### EXERCISE INSTRUCTIONS
Wherever a line of the data contains "return", copy that line.

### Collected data

◇ ◇ ◇ ◇ ◇

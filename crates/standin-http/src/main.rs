use clap::Parser;
use standin_http::config::{self, RateLimitSettings, Settings};
use standin_http::dispatch::WebhookDispatcher;
use standin_http::generators::{Generators, SequenceRegistry};
use standin_http::handler::RequestOrchestrator;
use standin_http::rate_limit::RateLimiter;
use standin_http::registry;
use standin_http::server::Server;
use standin_http::template::TemplateEngine;
use std::net::SocketAddr;
use std::sync::Arc;
use std::time::Duration;
use tracing::{info, warn};
use tracing_subscriber::EnvFilter;

#[derive(Parser, Debug)]
#[command(name = "standin-http")]
struct Args {
    #[arg(long, env = "STANDIN_HOST", default_value = "0.0.0.0")]
    host: String,
    #[arg(short, long, env = "STANDIN_PORT", default_value = "8000")]
    port: u16,
    /// Directory holding the YAML route declarations.
    #[arg(short, long, env = "STANDIN_CONFIG_DIR", default_value = "config")]
    config_dir: String,
    /// Base URL substituted for {$webhook_url} markers.
    #[arg(long, env = "STANDIN_WEBHOOK_URL", default_value = "")]
    webhook_base_url: String,
    #[arg(long, env = "STANDIN_WEBHOOK_TIMEOUT_SECS", default_value = "10")]
    webhook_timeout_secs: u64,
    /// Drop in-flight webhooks when the inbound request is aborted instead of
    /// letting them complete.
    #[arg(long, env = "STANDIN_WEBHOOK_NO_DETACH")]
    webhook_no_detach: bool,
    /// Requests admitted per client+route per window; 0 disables the guard.
    #[arg(long, env = "STANDIN_RATE_LIMIT", default_value = "0")]
    rate_limit: u32,
    #[arg(long, env = "STANDIN_RATE_LIMIT_PERIOD_SECS", default_value = "60")]
    rate_limit_period_secs: u64,
}

impl Args {
    fn into_settings(self) -> (Settings, String) {
        let settings = Settings {
            host: self.host,
            port: self.port,
            webhook_base_url: self.webhook_base_url,
            webhook_timeout_secs: self.webhook_timeout_secs,
            webhook_detach: !self.webhook_no_detach,
            rate_limit: (self.rate_limit > 0).then_some(RateLimitSettings {
                limit: self.rate_limit,
                period_secs: self.rate_limit_period_secs,
            }),
        };
        (settings, self.config_dir)
    }
}

#[tokio::main]
async fn main() -> Result<(), anyhow::Error> {
    tracing_subscriber::fmt()
        .with_env_filter(EnvFilter::try_from_default_env().unwrap_or_else(|_| "info".into()))
        .init();

    let args = Args::parse();
    let (settings, config_dir) = args.into_settings();

    let declarations = config::load_declarations(&config_dir)?;
    let table = registry::merge(declarations)?;
    info!(
        "route table built: {} route(s), {} diagnostic(s)",
        table.routes.len(),
        table.diagnostics.len()
    );
    for diagnostic in &table.diagnostics {
        warn!("{diagnostic}");
    }

    let sequences = Arc::new(SequenceRegistry::new());
    let engine = Arc::new(TemplateEngine::new(Generators::new(
        settings.webhook_base_url.clone(),
        sequences,
    )));
    let webhooks = Arc::new(WebhookDispatcher::new(Duration::from_secs(
        settings.webhook_timeout_secs,
    ))?);
    let orchestrator = Arc::new(RequestOrchestrator::new(
        table,
        engine,
        webhooks,
        settings.webhook_detach,
    ));

    let rate_limiter = settings.rate_limit.as_ref().map(|limits| {
        Arc::new(RateLimiter::new(
            limits.limit,
            Duration::from_secs(limits.period_secs),
        ))
    });

    let addr: SocketAddr = format!("{}:{}", settings.host, settings.port).parse()?;
    Server::new(orchestrator, rate_limiter).run(addr).await
}
impl RequestOrchestrator {
    pub fn new(
        table: RouteTable,
        engine: Arc<TemplateEngine>,
        webhooks: Arc<WebhookDispatcher>,
        detach_webhooks: bool,
    ) -> Self {
        Self {
            table,
            engine,
            webhooks,
            detach_webhooks,
        }
    }

    pub fn engine(&self) -> &TemplateEngine {
        &self.engine
    }

    pub async fn process(&self, request: SynthRequest) -> SynthResponse {
        match self.run(&request).await {
            Ok(response) => response,
            Err(err) => {
                if err.is_client_error() {
                    debug!("{} {} rejected: {err}", request.method, request.path);
                } else {
                    error!("{} {} failed: {err}", request.method, request.path);
                }
                SynthResponse::from_error(&err)
            }
        }
    }

    async fn run(&self, request: &SynthRequest) -> Result<SynthResponse, Error> {
        if BROWSER_NOISE_PATHS.contains(&request.path.as_str()) {
            debug!("skipping browser request: {}", request.path);
            return Ok(SynthResponse::no_content());
        }

        info!("received request: {} {}", request.method, request.path);
        let matched = match_route(&self.table, &request.path, &request.method)?;
        let config = matched.config;

        let mut params = self.gather_params(request, config)?;
        // Path parameters fill in behind body/query values on name collision.
        for (name, value) in matched.path_params {
            params
                .entry(name)
                .or_insert_with(|| Value::String(value));
        }

        if let Some(schema) = &config.request_schema {
            validate(&Value::Object(params.clone()), schema)?;
        }
        debug!(
            "request params for {} {}: {}",
            request.method,
            request.path,
            serde_json::Value::Object(params.clone())
        );

        if config.webhook_enabled() {
            self.fire_webhook(config, &params).await?;
        }

        if config.redirect_enabled() {
            if let Some(redirect) = &config.redirect {
                let url = build_redirect_url(redirect, &self.engine, &params);
                return Ok(SynthResponse::redirect(url));
            }
        }

        let response = self.render_response(config, &params);
        info!("answered {} {}", request.method, request.path);
        Ok(response)
    }

    /// Params come from the body for schema-carrying mutation methods, and
    /// from the query string otherwise.
    fn gather_params(
        &self,
        request: &SynthRequest,
        config: &MethodConfig,
    ) -> Result<Params, Error> {
        let takes_body = matches!(request.method.as_str(), "POST" | "PUT" | "PATCH");
        if !takes_body || config.request_schema.is_none() {
            return Ok(request
                .query
                .iter()
                .map(|(k, v)| (k.clone(), Value::String(v.clone())))
                .collect());
        }

        let expected = config
            .request_schema
            .as_ref()
            .map(|s| s.to_value())
            .unwrap_or(Value::Null);
        let content_type = request
            .headers
            .get("content-type")
            .map(String::as_str)
            .unwrap_or("");

        if content_type.contains("application/x-www-form-urlencoded") {
            return Ok(parse_form(&request.body));
        }
        if content_type.contains("multipart/form-data") {
            return Err(Error::BadRequest {
                message: "multipart bodies are not supported".to_string(),
                received: request.body.clone(),
                expected,
            });
        }

        let parsed: Value =
            serde_json::from_str(&request.body).map_err(|e| Error::BadRequest {
                message: e.to_string(),
                received: request.body.clone(),
                expected: expected.clone(),
            })?;
        match parsed {
            Value::Object(map) => Ok(map),
            other => Err(Error::BadRequest {
                message: format!("expected a JSON object body, got {other}"),
                received: request.body.clone(),
                expected,
            }),
        }
    }

    async fn fire_webhook(&self, config: &MethodConfig, params: &Params) -> Result<(), Error> {
        let Some(webhook) = config.webhook.clone() else {
            return Ok(());
        };

        if self.detach_webhooks {
            // Spawned so the call runs to completion even if the inbound
            // request is aborted mid-flight.
            let dispatcher = self.webhooks.clone();
            let engine = self.engine.clone();
            let params = params.clone();
            let handle = tokio::spawn(async move {
                dispatcher.dispatch(&webhook, &engine, &params).await
            });
            match handle.await {
                Ok(result) => result.map(|_| ()),
                Err(e) => Err(Error::Transport {
                    url: String::new(),
                    payload: Value::Null,
                    message: format!("webhook task failed: {e}"),
                }),
            }
        } else {
            self.webhooks
                .dispatch(&webhook, &self.engine, params)
                .await
                .map(|_| ())
        }
    }

    fn render_response(&self, config: &MethodConfig, params: &Params) -> SynthResponse {
        let Some(template) = &config.response else {
            return SynthResponse::no_content();
        };

        let repeat_items = config.repeat_items();
        let body = if repeat_items.is_empty() {
            self.engine.render(template, params)
        } else {
            repeat::expand(repeat_items, &self.engine, params, template)
        };
        SynthResponse::json(200, &config.content_type, body)
    }
}
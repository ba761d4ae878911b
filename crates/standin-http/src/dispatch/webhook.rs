//! Outbound webhook dispatch.
//!
//! The request's `type` field selects a data-mapping entry; its url and data
//! templates are rendered against the request params and posted as JSON. A
//! non-JSON success response is still a success, captured as raw text. Send
//! failures are never swallowed here; the orchestrator surfaces them.

use crate::config::{WebhookConfig, WebhookTarget};
use crate::error::Error;
use crate::generators;
use crate::template::{Params, TemplateEngine};
use serde_json::{json, Value};
use std::time::Duration;
use tracing::{debug, info};

/// Discriminator assumed when the request does not carry a `type` field.
pub const DEFAULT_DISCRIMINATOR: &str = "user_created";

pub struct WebhookDispatcher {
    client: reqwest::Client,
}

impl WebhookDispatcher {
    /// Build a dispatcher with a bounded request timeout. Expiry is reported
    /// as a transport failure like any other send error.
    pub fn new(timeout: Duration) -> Result<Self, anyhow::Error> {
        let client = reqwest::Client::builder().timeout(timeout).build()?;
        Ok(Self { client })
    }

    /// Select, render, and fire the webhook for this request.
    pub async fn dispatch(
        &self,
        config: &WebhookConfig,
        engine: &TemplateEngine,
        params: &Params,
    ) -> Result<Value, Error> {
        let (target, discriminator) = select_target(config, params)?;
        debug!("dispatching webhook for type {discriminator}");

        let webhook_params = augment_params(params);

        let url = engine.render_string(&target.url, &webhook_params);
        let data = engine.render(&target.data, &webhook_params);

        let response = self
            .client
            .post(&url)
            .json(&data)
            .send()
            .await
            .map_err(|e| Error::Transport {
                url: url.clone(),
                payload: data.clone(),
                message: e.to_string(),
            })?;

        let status = response.status().as_u16();
        let content_type = response
            .headers()
            .get(reqwest::header::CONTENT_TYPE)
            .and_then(|v| v.to_str().ok())
            .unwrap_or("")
            .to_lowercase();
        let text = response.text().await.map_err(|e| Error::Transport {
            url: url.clone(),
            payload: data.clone(),
            message: e.to_string(),
        })?;

        let body = interpret_response(status, &content_type, &text);
        info!("webhook delivered to {url} (status {status})");
        Ok(body)
    }
}

/// Outbound templates additionally see the dispatch time under
/// `current_timestamp`, as an ISO-8601 string. The `{$current_timestamp}`
/// generator marker keeps its epoch form.
fn augment_params(params: &Params) -> Params {
    let mut augmented = params.clone();
    augmented.insert(
        "current_timestamp".to_string(),
        Value::String(generators::iso_timestamp()),
    );
    augmented
}

/// Resolve the discriminator and its data-mapping entry. Fails with a client
/// error listing the configured discriminators before any call is issued.
fn select_target<'a>(
    config: &'a WebhookConfig,
    params: &Params,
) -> Result<(&'a WebhookTarget, String), Error> {
    let discriminator = params
        .get("type")
        .and_then(|v| v.as_str())
        .unwrap_or(DEFAULT_DISCRIMINATOR)
        .to_string();

    match config.data_mapping.get(&discriminator) {
        Some(target) => Ok((target, discriminator)),
        None => Err(Error::UnknownDiscriminator {
            given: discriminator,
            available: config.data_mapping.keys().cloned().collect(),
        }),
    }
}

/// JSON responses are parsed; everything else is captured verbatim.
fn interpret_response(status: u16, content_type: &str, text: &str) -> Value {
    if content_type.contains("application/json") {
        if let Ok(parsed) = serde_json::from_str(text) {
            return parsed;
        }
    }
    json!({
        "status": status,
        "content_type": content_type,
        "text": text,
    })
}
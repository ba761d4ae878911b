//! Route declaration shapes.
//!
//! A route declaration pairs a path template (with optional `{param}`
//! segments) with one behavior block per HTTP method: request schema,
//! response template, optional webhook or redirect side effect, and an
//! optional repeat spec for synthesizing nested collections.

use super::schema::Schema;
use serde::{Deserialize, Serialize};
use std::collections::BTreeMap;

/// One raw route declaration, as handed over by a declaration source.
#[derive(Debug, Clone, Deserialize, Serialize)]
pub struct RouteDeclaration {
    pub path: String,
    #[serde(default)]
    pub methods: Vec<MethodConfig>,
}

fn default_method() -> String {
    "GET".to_string()
}

fn default_content_type() -> String {
    "application/json".to_string()
}

/// Declared behavior for one (path, method) pair.
#[derive(Debug, Clone, Deserialize, Serialize)]
pub struct MethodConfig {
    #[serde(default = "default_method")]
    pub method: String,
    #[serde(default = "default_content_type")]
    pub content_type: String,
    #[serde(default, skip_serializing_if = "Option::is_none")]
    pub request_schema: Option<Schema>,
    /// Response template: scalar, object, or array, possibly containing
    /// typed leaves and `{name}` / `{$function}` placeholders.
    #[serde(default, skip_serializing_if = "Option::is_none")]
    pub response: Option<serde_json::Value>,
    #[serde(default, skip_serializing_if = "Option::is_none")]
    pub webhook: Option<WebhookConfig>,
    #[serde(default, skip_serializing_if = "Option::is_none")]
    pub redirect: Option<RedirectConfig>,
    #[serde(default, skip_serializing_if = "Option::is_none")]
    pub extra: Option<ExtraConfig>,
}

/// Webhook side effect: a discriminator-keyed mapping of call targets.
#[derive(Debug, Clone, Default, Deserialize, Serialize)]
pub struct WebhookConfig {
    #[serde(default)]
    pub enabled: bool,
    #[serde(default)]
    pub data_mapping: BTreeMap<String, WebhookTarget>,
}

/// One webhook target: a url template and a data template.
#[derive(Debug, Clone, Deserialize, Serialize)]
pub struct WebhookTarget {
    pub url: String,
    pub data: serde_json::Value,
}

/// Redirect side effect: a url template plus ordered query parameters.
#[derive(Debug, Clone, Default, Deserialize, Serialize)]
pub struct RedirectConfig {
    #[serde(default)]
    pub enabled: bool,
    #[serde(default)]
    pub url: String,
    #[serde(default, skip_serializing_if = "Vec::is_empty")]
    pub parameters: Vec<RedirectParameter>,
}

#[derive(Debug, Clone, Deserialize, Serialize)]
pub struct RedirectParameter {
    pub name: String,
    pub value: String,
}

/// Extension block on a method config. Only `repeat` is recognized.
#[derive(Debug, Clone, Default, Deserialize, Serialize)]
pub struct ExtraConfig {
    #[serde(default, skip_serializing_if = "Option::is_none")]
    pub repeat: Option<RepeatConfig>,
}

/// Hierarchical repeat spec: each item names a nesting level with a dotted
/// path and a count expression (template-rendered before parsing).
#[derive(Debug, Clone, Default, Deserialize, Serialize)]
pub struct RepeatConfig {
    #[serde(default)]
    pub items: Vec<RepeatItem>,
}

#[derive(Debug, Clone, Deserialize, Serialize)]
pub struct RepeatItem {
    pub name: String,
    pub count: String,
}

impl MethodConfig {
    pub fn webhook_enabled(&self) -> bool {
        self.webhook.as_ref().map(|w| w.enabled).unwrap_or(false)
    }

    pub fn redirect_enabled(&self) -> bool {
        self.redirect.as_ref().map(|r| r.enabled).unwrap_or(false)
    }

    pub fn repeat_items(&self) -> &[RepeatItem] {
        self.extra
            .as_ref()
            .and_then(|e| e.repeat.as_ref())
            .map(|r| r.items.as_slice())
            .unwrap_or(&[])
    }
}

◇ ◇ ◇ ◇ ◇

### YOUR SOLUTION
            return Ok(SynthResponse::no_content());
                return Ok(SynthResponse::redirect(url));
            return Ok(request
            return Ok(parse_form(&request.body));
            return Err(Error::BadRequest {
            return Ok(());
            return SynthResponse::no_content();
            return parsed;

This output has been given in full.